TASK DETAILS :: Using the records below, give again exactly the lines from the line that contains "cannot be compressed." through the line that contains "uncompressed alpha map.", both ends included, and only those.

+++ DATA PROVIDED +++

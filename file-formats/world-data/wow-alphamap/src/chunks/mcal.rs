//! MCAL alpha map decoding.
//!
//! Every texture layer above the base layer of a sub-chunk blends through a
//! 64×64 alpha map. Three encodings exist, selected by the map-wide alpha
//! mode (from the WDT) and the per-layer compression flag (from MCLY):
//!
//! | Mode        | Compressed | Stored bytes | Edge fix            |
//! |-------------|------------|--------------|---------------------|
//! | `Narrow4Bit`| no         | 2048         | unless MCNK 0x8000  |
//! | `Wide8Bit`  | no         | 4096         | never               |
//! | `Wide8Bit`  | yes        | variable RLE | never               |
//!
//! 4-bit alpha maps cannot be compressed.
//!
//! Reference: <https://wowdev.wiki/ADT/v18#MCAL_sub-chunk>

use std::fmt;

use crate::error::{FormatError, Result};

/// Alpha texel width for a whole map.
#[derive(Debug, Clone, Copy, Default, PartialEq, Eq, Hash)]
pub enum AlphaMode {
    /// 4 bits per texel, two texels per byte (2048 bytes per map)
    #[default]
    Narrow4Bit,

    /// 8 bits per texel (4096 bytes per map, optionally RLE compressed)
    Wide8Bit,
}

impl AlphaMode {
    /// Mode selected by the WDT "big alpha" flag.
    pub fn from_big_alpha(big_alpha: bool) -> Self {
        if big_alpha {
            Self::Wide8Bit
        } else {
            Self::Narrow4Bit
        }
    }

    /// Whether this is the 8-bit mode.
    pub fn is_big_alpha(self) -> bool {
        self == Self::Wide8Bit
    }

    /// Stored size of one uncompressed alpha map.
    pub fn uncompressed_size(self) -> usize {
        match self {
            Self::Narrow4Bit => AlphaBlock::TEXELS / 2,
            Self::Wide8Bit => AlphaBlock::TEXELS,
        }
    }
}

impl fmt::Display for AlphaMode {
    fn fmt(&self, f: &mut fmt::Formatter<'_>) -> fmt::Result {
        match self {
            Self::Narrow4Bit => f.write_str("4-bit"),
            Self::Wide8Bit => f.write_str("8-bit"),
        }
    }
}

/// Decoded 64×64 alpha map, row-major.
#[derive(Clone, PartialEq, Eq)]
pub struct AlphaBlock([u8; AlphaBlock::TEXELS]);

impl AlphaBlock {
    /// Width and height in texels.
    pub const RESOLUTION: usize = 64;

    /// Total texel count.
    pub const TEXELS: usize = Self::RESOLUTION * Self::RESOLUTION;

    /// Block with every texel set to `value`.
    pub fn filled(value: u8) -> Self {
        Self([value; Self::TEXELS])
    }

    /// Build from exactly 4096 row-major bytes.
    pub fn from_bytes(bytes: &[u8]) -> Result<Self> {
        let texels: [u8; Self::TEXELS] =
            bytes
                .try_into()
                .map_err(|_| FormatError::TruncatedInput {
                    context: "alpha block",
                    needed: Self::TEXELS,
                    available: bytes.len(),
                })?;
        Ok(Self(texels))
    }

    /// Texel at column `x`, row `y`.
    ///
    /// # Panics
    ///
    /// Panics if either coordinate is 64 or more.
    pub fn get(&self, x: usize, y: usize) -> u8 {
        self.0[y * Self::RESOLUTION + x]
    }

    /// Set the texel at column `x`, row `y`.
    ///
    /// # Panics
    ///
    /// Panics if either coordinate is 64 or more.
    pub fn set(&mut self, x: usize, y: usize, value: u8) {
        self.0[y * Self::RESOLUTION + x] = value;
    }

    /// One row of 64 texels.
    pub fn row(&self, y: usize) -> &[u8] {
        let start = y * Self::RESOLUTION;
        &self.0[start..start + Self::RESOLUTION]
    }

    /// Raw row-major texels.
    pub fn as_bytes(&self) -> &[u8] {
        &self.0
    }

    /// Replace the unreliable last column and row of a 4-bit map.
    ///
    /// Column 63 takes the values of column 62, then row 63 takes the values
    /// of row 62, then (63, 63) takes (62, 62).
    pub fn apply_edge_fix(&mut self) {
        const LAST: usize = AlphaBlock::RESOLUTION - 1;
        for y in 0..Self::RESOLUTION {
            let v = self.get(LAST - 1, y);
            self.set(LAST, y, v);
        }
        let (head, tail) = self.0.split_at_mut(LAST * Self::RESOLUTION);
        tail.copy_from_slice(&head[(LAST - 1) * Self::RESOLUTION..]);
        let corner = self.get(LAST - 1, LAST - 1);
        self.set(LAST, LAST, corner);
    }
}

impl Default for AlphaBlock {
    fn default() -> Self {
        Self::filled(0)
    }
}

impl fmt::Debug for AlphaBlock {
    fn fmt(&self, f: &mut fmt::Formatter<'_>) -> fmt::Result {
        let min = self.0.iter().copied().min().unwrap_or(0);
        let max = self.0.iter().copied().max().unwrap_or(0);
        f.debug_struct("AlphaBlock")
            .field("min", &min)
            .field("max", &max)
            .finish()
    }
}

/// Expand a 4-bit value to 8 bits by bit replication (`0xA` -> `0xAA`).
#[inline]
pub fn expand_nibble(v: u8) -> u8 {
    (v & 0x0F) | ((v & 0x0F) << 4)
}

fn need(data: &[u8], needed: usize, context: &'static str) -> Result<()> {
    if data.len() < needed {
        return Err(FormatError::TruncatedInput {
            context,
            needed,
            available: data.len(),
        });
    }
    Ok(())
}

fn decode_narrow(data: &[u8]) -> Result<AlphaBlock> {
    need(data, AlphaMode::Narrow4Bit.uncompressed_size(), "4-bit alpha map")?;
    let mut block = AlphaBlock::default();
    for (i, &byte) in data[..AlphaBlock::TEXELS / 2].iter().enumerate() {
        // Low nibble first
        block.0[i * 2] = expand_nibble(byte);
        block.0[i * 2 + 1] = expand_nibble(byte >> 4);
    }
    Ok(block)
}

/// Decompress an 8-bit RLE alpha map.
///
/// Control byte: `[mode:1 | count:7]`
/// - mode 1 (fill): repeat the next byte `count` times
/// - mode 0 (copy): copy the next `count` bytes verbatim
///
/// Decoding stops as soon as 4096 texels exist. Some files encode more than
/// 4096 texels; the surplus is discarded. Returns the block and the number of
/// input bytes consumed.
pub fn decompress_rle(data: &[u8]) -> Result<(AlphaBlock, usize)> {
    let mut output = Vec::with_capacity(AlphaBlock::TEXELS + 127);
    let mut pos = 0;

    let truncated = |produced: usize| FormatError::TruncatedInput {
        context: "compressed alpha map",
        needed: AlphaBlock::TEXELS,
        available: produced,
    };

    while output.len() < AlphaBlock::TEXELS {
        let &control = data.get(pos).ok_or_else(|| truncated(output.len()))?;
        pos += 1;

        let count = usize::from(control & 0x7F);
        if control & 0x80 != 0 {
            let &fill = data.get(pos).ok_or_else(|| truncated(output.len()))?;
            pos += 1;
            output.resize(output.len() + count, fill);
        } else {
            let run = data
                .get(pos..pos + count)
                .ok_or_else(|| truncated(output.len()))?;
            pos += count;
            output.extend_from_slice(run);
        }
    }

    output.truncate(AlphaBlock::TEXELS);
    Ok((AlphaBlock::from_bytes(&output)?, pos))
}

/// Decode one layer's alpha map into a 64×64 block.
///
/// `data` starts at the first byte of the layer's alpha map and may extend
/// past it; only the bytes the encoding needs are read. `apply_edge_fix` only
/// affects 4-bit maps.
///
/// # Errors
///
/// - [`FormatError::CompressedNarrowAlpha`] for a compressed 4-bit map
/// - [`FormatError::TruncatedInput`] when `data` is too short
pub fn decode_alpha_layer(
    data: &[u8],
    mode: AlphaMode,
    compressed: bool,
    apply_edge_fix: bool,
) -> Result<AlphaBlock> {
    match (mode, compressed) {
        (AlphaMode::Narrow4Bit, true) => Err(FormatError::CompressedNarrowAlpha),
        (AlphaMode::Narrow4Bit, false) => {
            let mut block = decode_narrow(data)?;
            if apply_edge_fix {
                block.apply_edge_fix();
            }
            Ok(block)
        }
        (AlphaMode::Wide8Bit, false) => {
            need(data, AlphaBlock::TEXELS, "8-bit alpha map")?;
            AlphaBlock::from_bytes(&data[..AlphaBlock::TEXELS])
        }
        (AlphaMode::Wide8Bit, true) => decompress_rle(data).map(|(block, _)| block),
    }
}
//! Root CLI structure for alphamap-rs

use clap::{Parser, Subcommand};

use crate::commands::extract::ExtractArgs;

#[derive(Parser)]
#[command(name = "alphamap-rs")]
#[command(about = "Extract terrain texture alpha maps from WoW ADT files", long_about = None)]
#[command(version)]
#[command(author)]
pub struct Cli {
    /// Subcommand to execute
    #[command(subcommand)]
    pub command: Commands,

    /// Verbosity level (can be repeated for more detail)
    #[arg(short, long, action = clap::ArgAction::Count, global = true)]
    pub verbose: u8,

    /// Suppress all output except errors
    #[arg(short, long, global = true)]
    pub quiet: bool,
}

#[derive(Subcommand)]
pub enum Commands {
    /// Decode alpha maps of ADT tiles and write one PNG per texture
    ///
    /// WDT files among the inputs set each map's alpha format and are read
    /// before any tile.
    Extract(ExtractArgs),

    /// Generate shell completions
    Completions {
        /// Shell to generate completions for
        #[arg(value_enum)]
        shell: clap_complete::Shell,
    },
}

+++

PROBLEM SOLUTION ::
//! 4-bit alpha maps cannot be compressed.
//!
//! Reference: <https://wowdev.wiki/ADT/v18#MCAL_sub-chunk>

use std::fmt;

use crate::error::{FormatError, Result};

/// Alpha texel width for a whole map.
#[derive(Debug, Clone, Copy, Default, PartialEq, Eq, Hash)]
pub enum AlphaMode {
    /// 4 bits per texel, two texels per byte (2048 bytes per map)
    #[default]
    Narrow4Bit,

    /// 8 bits per texel (4096 bytes per map, optionally RLE compressed)
    Wide8Bit,
}

impl AlphaMode {
    /// Mode selected by the WDT "big alpha" flag.
    pub fn from_big_alpha(big_alpha: bool) -> Self {
        if big_alpha {
            Self::Wide8Bit
        } else {
            Self::Narrow4Bit
        }
    }

    /// Whether this is the 8-bit mode.
    pub fn is_big_alpha(self) -> bool {
        self == Self::Wide8Bit
    }

    /// Stored size of one uncompressed alpha map.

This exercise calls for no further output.